With technical advances coming at a quickening pace and societal challenges becoming more complex, Arizona State University’s department of chemistry and biochemistry is transforming into the School of Molecular Sciences to better reflect its mission and gear up for the future.

The new school designation is in recognition of the changing roles of chemistry and biochemistry — fields that are developing rapidly and filling many new and critical uses. Ian Gould, President’s Professor in the School of Molecular Sciences (right, with graduate student Ara Austin in front of the new school's banner), said research at the new school is being refocused around contemporary societal themes, such as energy and sustainability. Photo by Rachel Nemeh/State Press Download Full Image

A celebration event for the new school’s launch will be held at 4 p.m. Oct. 21 in the atrium between the C and D wings of the Physical Sciences building on the Tempe campus.  

At the heart of the School of Molecular Sciences will be an expansion of the traditional disciplines of chemistry and biochemistry into a broader context of contemporary education and research.

For example, ASU’s faculty and students already use chemistry and biochemistry to understand and diagnose diseases and improve health, to develop new ways of converting and storing energy and to design and build new multifunctional materials, according to Daniel Buttry, director of the new school.

“Progress in each of these areas requires a deep understanding of molecular structure, properties and synthesis, but the research goals are trending away from problems in discipline-based chemistry and biochemistry and towards larger, mission-based societal problems,” Buttry said. “These societal ‘grand challenges’ often require faculty and students to work in larger, interdisciplinary groups that extend beyond the traditional boundaries of chemistry and biochemistry.”

According to Ian Gould, President’s Professor in the School of Molecular Sciences, the work of faculty and students reflect the ways in which chemistry and biochemistry as disciplines are maturing and how future progress in these fields will be accomplished.

"The new school recognizes that when our students graduate and become independent scientists, they will be required to work on problems that cannot be solved by individual scientists, and to work in teams in which traditional disciplinary labels have little meaning,” Gould said. “We need to train our students to be successful in the post-disciplinary scientific world."

For these reasons, he said, research at the new School of Molecular Sciences is being refocused around contemporary societal themes, including:

• Energy and sustainability

• Medicine and health

• Materials nanoscience

• Geologic and biospheric sciences

• Structure, function and dynamics

• Frontiers of chemical measurement

• Fundamental molecular science

Dan Buttry, director of School of Molecular Sciences“Organizing around these themes will encourage new research initiatives and will focus our faculty and students on real-world challenges, where progress will only be made with an understanding of how macroscopic phenomena are controlled by processes at the molecular, atomic and electronic scales,” said Buttry (pictured left). “An example of this evolution is the change of research focus for several of our faculty from understanding the nitty-gritty of photosynthesis reaction pathways to applying that knowledge to design new energy sources based on light absorption.”

The new groups working in these areas will develop new seminar series, discussion groups and courses, and the reorganization will more accurately reflect the current intellectual endeavors of ASU faculty and students.

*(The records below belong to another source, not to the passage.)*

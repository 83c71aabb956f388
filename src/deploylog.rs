//! Deployment Log Manager (§4.10): one append-only, line-buffered JSON log
//! file per deployment, rotated so at most `max_retained` files survive.
//! Grounded on the teacher's `Logstream`/`LogSender` pair (§9: "the
//! process-wide deployment logger becomes a named lifetime-managed resource
//! initialized by the daemon"), but targets a local rotating file instead of
//! a remote uploader.

use std::{
    fs::{self, File, OpenOptions},
    io::{BufRead, BufReader, Write},
    path::{Path, PathBuf},
    sync::Mutex,
};

use agent_api::error::{AgentError, ErrorKind, Result};
use serde::{Deserialize, Serialize};

const DEFAULT_MAX_RETAINED: usize = 5;

#[derive(Debug, Clone, Serialize, Deserialize)]
pub struct LogLine {
    pub time: String,
    pub level: String,
    pub message: String,
}

struct OpenLog {
    deployment_id: String,
    file: File,
}

pub struct DeploymentLogManager {
    dir: PathBuf,
    max_retained: usize,
    current: Mutex<Option<OpenLog>>,
}

impl DeploymentLogManager {
    pub fn new(dir: impl Into<PathBuf>) -> Self {
        DeploymentLogManager {
            dir: dir.into(),
            max_retained: DEFAULT_MAX_RETAINED,
            current: Mutex::new(None),
        }
    }

    fn log_path(&self, deployment_id: &str) -> PathBuf {
        self.dir.join(format!("deployments.0000.{deployment_id}.log"))
    }

    /// Ensures a file for `deployment_id` is open for append; rotates (and
    /// prunes old files) if the id changed from what's currently open.
    pub fn enable(&self, deployment_id: &str) -> Result<()> {
        fs::create_dir_all(&self.dir)
            .map_err(|e| AgentError::with_source(ErrorKind::Io, "failed to create log directory", e))?;

        let mut guard = self.current.lock().expect("deployment log mutex poisoned");
        if let Some(open) = guard.as_ref() {
            if open.deployment_id == deployment_id {
                return Ok(());
            }
        }

        let path = self.log_path(deployment_id);
        let file = OpenOptions::new()
            .create(true)
            .append(true)
            .open(&path)
            .map_err(|e| {
                AgentError::with_source(
                    ErrorKind::Io,
                    format!("failed to open deployment log '{}'", path.display()),
                    e,
                )
            })?;
        *guard = Some(OpenLog {
            deployment_id: deployment_id.to_string(),
            file,
        });
        drop(guard);

        self.prune()
    }

    pub fn disable(&self) {
        let mut guard = self.current.lock().expect("deployment log mutex poisoned");
        *guard = None;
    }

    /// Line-buffered append; silently dropped while disabled.
    pub fn write_line(&self, line: &LogLine) -> Result<()> {
        let mut guard = self.current.lock().expect("deployment log mutex poisoned");
        let Some(open) = guard.as_mut() else {
            return Ok(());
        };
        let mut serialized = serde_json::to_vec(line)?;
        serialized.push(b'\n');
        open.file.write_all(&serialized).map_err(|e| {
            AgentError::with_source(ErrorKind::Io, "failed to append to deployment log", e)
        })
    }

    /// Returns every line that parses as a `LogLine`; malformed lines are
    /// skipped rather than failing the whole read.
    pub fn get_logs(&self, deployment_id: &str) -> Result<Vec<LogLine>> {
        let path = self.log_path(deployment_id);
        let file = match File::open(&path) {
            Ok(f) => f,
            Err(e) if e.kind() == std::io::ErrorKind::NotFound => return Ok(Vec::new()),
            Err(e) => {
                return Err(AgentError::with_source(
                    ErrorKind::Io,
                    format!("failed to open '{}'", path.display()),
                    e,
                ))
            }
        };
        let reader = BufReader::new(file);
        let mut lines = Vec::new();
        for line in reader.lines() {
            let line = line.map_err(|e| {
                AgentError::with_source(ErrorKind::Io, "failed to read deployment log", e)
            })?;
            if let Ok(parsed) = serde_json::from_str::<LogLine>(&line) {
                lines.push(parsed);
            }
        }
        Ok(lines)
    }

    /// Discards the oldest deployment log files beyond `max_retained`.
    fn prune(&self) -> Result<()> {
        let mut entries: Vec<(std::time::SystemTime, PathBuf)> = fs::read_dir(&self.dir)
            .map_err(|e| AgentError::with_source(ErrorKind::Io, "failed to list log directory", e))?
            .filter_map(|entry| entry.ok())
            .map(|entry| entry.path())
            .filter(|path| is_deployment_log(path))
            .filter_map(|path| fs::metadata(&path).ok().and_then(|m| m.modified().ok()).map(|t| (t, path)))
            .collect();

        if entries.len() <= self.max_retained {
            return Ok(());
        }
        entries.sort_by_key(|(modified, _)| *modified);
        let excess = entries.len() - self.max_retained;
        for (_, path) in entries.into_iter().take(excess) {
            let _ = fs::remove_file(path);
        }
        Ok(())
    }
}

fn is_deployment_log(path: &Path) -> bool {
    path.file_name()
        .and_then(|n| n.to_str())
        .map(|n| n.starts_with("deployments.") && n.ends_with(".log"))
        .unwrap_or(false)
}

#[cfg(test)]
mod tests {
    use super::*;

    #[test]
    fn writes_while_enabled_are_retrievable() {
        let dir = tempfile::tempdir().unwrap();
        let manager = DeploymentLogManager::new(dir.path());
        manager.enable("dep-1").unwrap();
        manager
            .write_line(&LogLine {
                time: "2026-01-01T00:00:00Z".into(),
                level: "info".into(),
                message: "started".into(),
            })
            .unwrap();

        let lines = manager.get_logs("dep-1").unwrap();
        assert_eq!(lines.len(), 1);
        assert_eq!(lines[0].message, "started");
    }

    #[test]
    fn writes_while_disabled_are_dropped() {
        let dir = tempfile::tempdir().unwrap();
        let manager = DeploymentLogManager::new(dir.path());
        manager
            .write_line(&LogLine {
                time: "t".into(),
                level: "info".into(),
                message: "lost".into(),
            })
            .unwrap();
        assert!(manager.get_logs("dep-1").unwrap().is_empty());
    }

    #[test]
    fn malformed_lines_are_skipped() {
        let dir = tempfile::tempdir().unwrap();
        let manager = DeploymentLogManager::new(dir.path());
        manager.enable("dep-1").unwrap();
        fs::write(
            manager.log_path("dep-1"),
            "not json\n{\"time\":\"t\",\"level\":\"info\",\"message\":\"ok\"}\n",
        )
        .unwrap();

        let lines = manager.get_logs("dep-1").unwrap();
        assert_eq!(lines.len(), 1);
        assert_eq!(lines[0].message, "ok");
    }
}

While the primary goal of the new school is to properly align research areas with faculty interest and contemporary problems, longer-term goals are to investigate the educational needs relevant into the 22nd century.

Gould said the school will offer potential undergraduate students new research opportunities in contemporary science, and new degree offerings are anticipated in the next few years that connect to emerging career opportunities. The school also will offer potential graduate students an immersive experience in interdisciplinary research teams throughout their graduate experience, and provide the training they need to be successful future independent scientists.

”Our overarching goal is to produce graduates with the cutting-edge skills needed to do impactful work in large interdisciplinary groups and who can contribute molecular-level thinking to address pressing societal needs,” Buttry said.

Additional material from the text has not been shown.